Das Team von 45 Schätzungsexperten, das seither im Einsatz steht, müsse zusätzlich durch erfahrene externe Experten unterstützt werden. Und der Personalbestand im Innendienst, wo normalerweise 25 Personen beschäftigt sind, sei praktisch verdoppelt worden. «Wir haben Überzeit angeordnet, arbeiten auch am Samstag, setzen Temporäre und Pensionierte ein und bieten dem Personal vor Ort Verpflegung an, damit die Pausen kurz gehalten werden können», beschreibt Schüpbach besagten Ausnahmezustand.

817 Meldungen allein aus den Bezirken Thal und Gäu

Kein Wunder: Denn via Telefon, Mail und per Brief gehen bei der SGV immer noch ununterbrochen Schadenmeldungen aus dem ganzen Kantonsgebiet ein. Entsprechend korrigiert Schüpbach die anfänglich erwartete Zahl von 3000 Gebäudeschadenfällen auf letztlich «deutlich über 3000». Das seien von einem Ereignis mehr als sonst in einem ganzen Schadenjahr. 817 Schadenfälle seien allein aus der am stärksten betroffen Region Thal-Gäu eingegangen.

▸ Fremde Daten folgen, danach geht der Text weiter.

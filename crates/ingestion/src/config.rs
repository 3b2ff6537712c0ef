//! Ingestion configuration.
//!
//! Built-in defaults, optionally overridden by a YAML file, then by
//! `HRRR_*` environment variables, then by CLI flags. The result is
//! validated once, before any network or database activity, and never
//! changes afterwards.

use std::path::{Path, PathBuf};
use std::time::Duration;

use chrono::{DateTime, NaiveDate, Utc};
use serde::{Deserialize, Serialize};
use storage::forecast_store::validate_table_name;
use storage::{RemoteSourceConfig, DEFAULT_TABLE_NAME};

use crate::error::{IngestionError, Result};
use crate::pipeline::PipelineOptions;
use crate::run::{
    default_run_date, parse_cycle, parse_run_date, plan_runs, ForecastRunKey, DEFAULT_KEY_TEMPLATE,
};
use crate::staging::StagingOptions;
use crate::variables::{VariableCatalog, VariableResolver, VariableSpec};

/// Backoff for transient staging failures.
#[derive(Debug, Clone, PartialEq, Serialize, Deserialize)]
#[serde(default)]
pub struct RetryConfig {
    /// Total attempts per file, including the first
    pub max_attempts: u32,
    /// Delay before the first retry (doubles each retry)
    pub initial_delay_ms: u64,
    pub max_delay_ms: u64,
}

impl Default for RetryConfig {
    fn default() -> Self {
        Self {
            max_attempts: 5,
            initial_delay_ms: 2_000,
            max_delay_ms: 60_000,
        }
    }
}

impl RetryConfig {
    pub fn initial_delay(&self) -> Duration {
        Duration::from_millis(self.initial_delay_ms)
    }

    pub fn max_delay(&self) -> Duration {
        Duration::from_millis(self.max_delay_ms)
    }
}

/// Everything one ingestion run needs.
#[derive(Debug, Clone, Serialize, Deserialize)]
#[serde(default)]
pub struct IngestConfig {
    pub source: RemoteSourceConfig,
    pub key_template: String,
    pub file_type: String,
    /// Two-digit cycle hour
    pub cycle: String,
    pub forecast_hours: Vec<u32>,
    /// Hours of runs to look back from `run_date`
    pub num_hours: u32,
    /// `YYYYMMDD`; yesterday (UTC) when unset
    pub run_date: Option<String>,
    /// Requested variables; all catalog entries when empty
    pub variables: Vec<String>,
    /// Catalog entries added to the built-in table
    pub extra_variables: Vec<VariableSpec>,
    pub concurrency: usize,
    /// Distance beyond which a point is flagged as out of domain
    pub out_of_domain_km: f64,
    pub use_index: bool,
    pub staging_dir: Option<PathBuf>,
    pub db_file: PathBuf,
    pub table_name: String,
    pub retry: RetryConfig,
}

impl Default for IngestConfig {
    fn default() -> Self {
        Self {
            source: RemoteSourceConfig::default(),
            key_template: DEFAULT_KEY_TEMPLATE.to_string(),
            file_type: "wrfsfc".to_string(),
            cycle: "06".to_string(),
            forecast_hours: (0..=15).collect(),
            num_hours: 48,
            run_date: None,
            variables: Vec::new(),
            extra_variables: Vec::new(),
            concurrency: 4,
            out_of_domain_km: 50.0,
            use_index: true,
            staging_dir: None,
            db_file: PathBuf::from("data.db"),
            table_name: DEFAULT_TABLE_NAME.to_string(),
            retry: RetryConfig::default(),
        }
    }
}

impl IngestConfig {
    pub fn from_yaml_str(yaml: &str) -> Result<Self> {
        serde_yaml::from_str(yaml)
            .map_err(|e| IngestionError::InvalidConfig(format!("config YAML: {}", e)))
    }

    pub fn from_yaml_file(path: &Path) -> Result<Self> {
        let text = std::fs::read_to_string(path).map_err(|e| {
            IngestionError::InvalidConfig(format!("cannot read {}: {}", path.display(), e))
        })?;
        Self::from_yaml_str(&text)
    }

    /// Apply `HRRR_*` overrides from the process environment.
    pub fn apply_env(&mut self) -> Result<()> {
        self.apply_env_from(|name| std::env::var(name).ok())
    }

    /// Apply `HRRR_*` overrides from an arbitrary lookup.
    pub fn apply_env_from<F>(&mut self, lookup: F) -> Result<()>
    where
        F: Fn(&str) -> Option<String>,
    {
        if let Some(bucket) = lookup("HRRR_BUCKET") {
            self.source.bucket = bucket;
        }
        if let Some(endpoint) = lookup("HRRR_ENDPOINT") {
            self.source.endpoint = Some(endpoint);
        }
        if let Some(file_type) = lookup("HRRR_FILE_TYPE") {
            self.file_type = file_type;
        }
        if let Some(cycle) = lookup("HRRR_CYCLE") {
            self.cycle = cycle;
        }
        if let Some(concurrency) = lookup("HRRR_CONCURRENCY") {
            self.concurrency = concurrency.trim().parse().map_err(|_| {
                IngestionError::InvalidConfig(format!(
                    "HRRR_CONCURRENCY must be a positive integer, got {:?}",
                    concurrency
                ))
            })?;
        }
        if let Some(db_file) = lookup("HRRR_DB_FILE") {
            self.db_file = PathBuf::from(db_file);
        }
        Ok(())
    }

    /// Check the whole configuration. Every later accessor assumes this passed.
    pub fn validate(&self) -> Result<()> {
        self.resolver()?;
        parse_cycle(&self.cycle)?;
        if let Some(date) = &self.run_date {
            parse_run_date(date)?;
        }
        if self.forecast_hours.is_empty() {
            return Err(IngestionError::InvalidConfig(
                "forecast hour range is empty".to_string(),
            ));
        }
        if self.concurrency == 0 {
            return Err(IngestionError::InvalidConfig(
                "concurrency must be at least 1".to_string(),
            ));
        }
        if !(self.out_of_domain_km.is_finite() && self.out_of_domain_km > 0.0) {
            return Err(IngestionError::InvalidConfig(format!(
                "out-of-domain threshold must be positive, got {}",
                self.out_of_domain_km
            )));
        }
        if self.key_template.trim().is_empty() {
            return Err(IngestionError::InvalidConfig(
                "object key template is empty".to_string(),
            ));
        }
        if self.retry.max_attempts == 0 {
            return Err(IngestionError::InvalidConfig(
                "retry.max_attempts must be at least 1".to_string(),
            ));
        }
        validate_table_name(&self.table_name)
            .map_err(|e| IngestionError::InvalidConfig(e.to_string()))?;
        Ok(())
    }

    pub fn catalog(&self) -> Result<VariableCatalog> {
        VariableCatalog::with_extra(self.extra_variables.clone())
    }

    /// The requested variables, resolved against the catalog.
    pub fn resolver(&self) -> Result<VariableResolver> {
        self.catalog()?.select(&self.variables)
    }

    pub fn cycle_hour(&self) -> Result<u8> {
        parse_cycle(&self.cycle)
    }

    /// The configured run date, or the day before `now`.
    pub fn resolved_run_date(&self, now: DateTime<Utc>) -> Result<NaiveDate> {
        match &self.run_date {
            Some(date) => parse_run_date(date),
            None => Ok(default_run_date(now)),
        }
    }

    /// Every file this configuration asks for.
    pub fn plan(&self, now: DateTime<Utc>) -> Result<Vec<ForecastRunKey>> {
        Ok(plan_runs(
            self.resolved_run_date(now)?,
            self.num_hours,
            self.cycle_hour()?,
            &self.forecast_hours,
        ))
    }

    pub fn staging_options(&self) -> StagingOptions {
        StagingOptions {
            key_template: self.key_template.clone(),
            file_type: self.file_type.clone(),
            staging_dir: self.staging_dir.clone(),
            use_index: self.use_index,
            retry: self.retry.clone(),
        }
    }

    pub fn pipeline_options(&self) -> PipelineOptions {
        PipelineOptions {
            concurrency: self.concurrency,
            out_of_domain_km: self.out_of_domain_km,
        }
    }
}

#[cfg(test)]
mod tests {
    use super::*;
    use chrono::TimeZone;
    use std::collections::HashMap;

    #[test]
    fn test_defaults_validate() {
        let config = IngestConfig::default();
        config.validate().unwrap();
        assert_eq!(config.source.bucket, "noaa-hrrr-bdp-pds");
        assert_eq!(config.forecast_hours.len(), 16);
        assert_eq!(config.resolver().unwrap().len(), 11);
        assert_eq!(config.retry.initial_delay(), Duration::from_secs(2));
    }

    #[test]
    fn test_yaml_overrides_defaults() {
        let config = IngestConfig::from_yaml_str(
            r#"
cycle: "12"
forecast_hours: [0, 1, 2]
variables: [temperature_2m, wind_gust]
extra_variables:
  - name: wind_gust
    discipline: 0
    category: 2
    number: 22
    level_type: 1
    idx_name: "GUST:surface"
source:
  bucket: my-mirror
retry:
  max_attempts: 2
"#,
        )
        .unwrap();

        config.validate().unwrap();
        assert_eq!(config.cycle_hour().unwrap(), 12);
        assert_eq!(config.source.bucket, "my-mirror");
        assert_eq!(config.retry.max_attempts, 2);
        assert_eq!(config.retry.max_delay_ms, 60_000);
        assert_eq!(config.concurrency, 4);
        assert_eq!(config.resolver().unwrap().len(), 2);
    }

    #[test]
    fn test_env_overrides() {
        let env: HashMap<&str, &str> = [
            ("HRRR_BUCKET", "other"),
            ("HRRR_CYCLE", "00"),
            ("HRRR_CONCURRENCY", "8"),
            ("HRRR_DB_FILE", "/tmp/x.db"),
        ]
        .into_iter()
        .collect();

        let mut config = IngestConfig::default();
        config
            .apply_env_from(|k| env.get(k).map(|v| v.to_string()))
            .unwrap();
        assert_eq!(config.source.bucket, "other");
        assert_eq!(config.cycle, "00");
        assert_eq!(config.concurrency, 8);
        assert_eq!(config.db_file, PathBuf::from("/tmp/x.db"));

        let err = config
            .apply_env_from(|k| (k == "HRRR_CONCURRENCY").then(|| "lots".to_string()))
            .unwrap_err();
        assert_eq!(err.kind(), "invalid_config");
    }

    #[test]
    fn test_validation_failures() {
        let bad = |f: fn(&mut IngestConfig)| {
            let mut config = IngestConfig::default();
            f(&mut config);
            config.validate().unwrap_err()
        };

        assert_eq!(
            bad(|c| c.variables = vec!["nope".into()]).kind(),
            "unknown_variable"
        );
        assert_eq!(bad(|c| c.cycle = "25".into()).kind(), "invalid_config");
        assert_eq!(bad(|c| c.forecast_hours.clear()).kind(), "invalid_config");
        assert_eq!(bad(|c| c.concurrency = 0).kind(), "invalid_config");
        assert_eq!(bad(|c| c.out_of_domain_km = 0.0).kind(), "invalid_config");
        assert_eq!(bad(|c| c.table_name = "a b".into()).kind(), "invalid_config");
        assert_eq!(bad(|c| c.run_date = Some("2024".into())).kind(), "invalid_config");
    }

    #[test]
    fn test_plan_uses_yesterday_by_default() {
        let config = IngestConfig {
            num_hours: 0,
            forecast_hours: vec![0, 1],
            ..Default::default()
        };
        let now = Utc.with_ymd_and_hms(2024, 1, 2, 12, 0, 0).unwrap();
        let plan = config.plan(now).unwrap();
        assert_eq!(plan.len(), 2);
        assert_eq!(plan[0].run_date, NaiveDate::from_ymd_opt(2024, 1, 1).unwrap());
        assert_eq!(plan[0].cycle, 6);
    }
}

Der grösste Einzelfall wurde nach Angaben des SGV-Direktors aus Oensingen gemeldet, wo «Burglind» das Dach einer Liegenschaft samt Photovoltaik-Installationen weggefegt hat. Am Haus selber und an den Fassaden mehrerer Nachbarhäuser sei dabei «ein Schaden von weit über einer Million Franken» verursacht worden. So verwundert nicht, dass die Gebäudeversicherung die mutmassliche Gesamtschadensumme inzwischen verdoppeln und von anfänglich 5 auf 10 Mio. Franken hinaufschrauben musste.

Neben den über 817 Schadenmeldungen aus der Amtei Thal/Gäu waren bis Freitagmittag im System der Gebäudeversicherung folgende Zahlen aus den anderen Regionen des Kantons registriert: Solothurn/Lebern 760 Meldungen, Region Olten/Gösgen 636, aus dem Schwarzbubenland 263, aus dem Wasseramt 259 und aus dem Bezirk Bucheggberg bisher 130 Meldungen. Tendenz laufend steigend, wie es heisst.

Folgeschäden vermeiden: Reparaturen haben Priorität

Markus Schüpbach rechnet «mit weiteren Schadenmeldungen auch in der nächsten Zeit», deren Bearbeitung wohl noch die ganze erste Jahreshälfte andauern werde. Entsprechend bittet er Geschädigte um Verständnis und Geduld, wenn es zu gewissen Wartezeiten kommen sollte. Wichtig zu wissen: «Geschädigte müssen nicht auf einen Schadenexperten warten. Sie können die Reparaturen sofort in Angriff nehmen lassen.»

Denn insbesondere bei beschädigten Dächern bestehe andernfalls die Gefahr, dass der Schaden durch eindringendes Wasser noch viel grösser werde. Eine offizielle Frist für die Eingabe von Schadenmeldungen bei der Gebäudeversicherung gibt es laut Schüpbach nicht: Meldungen über erst später entdeckte Schäden könnten sicher noch während des ganzen Jahres eingereicht werden.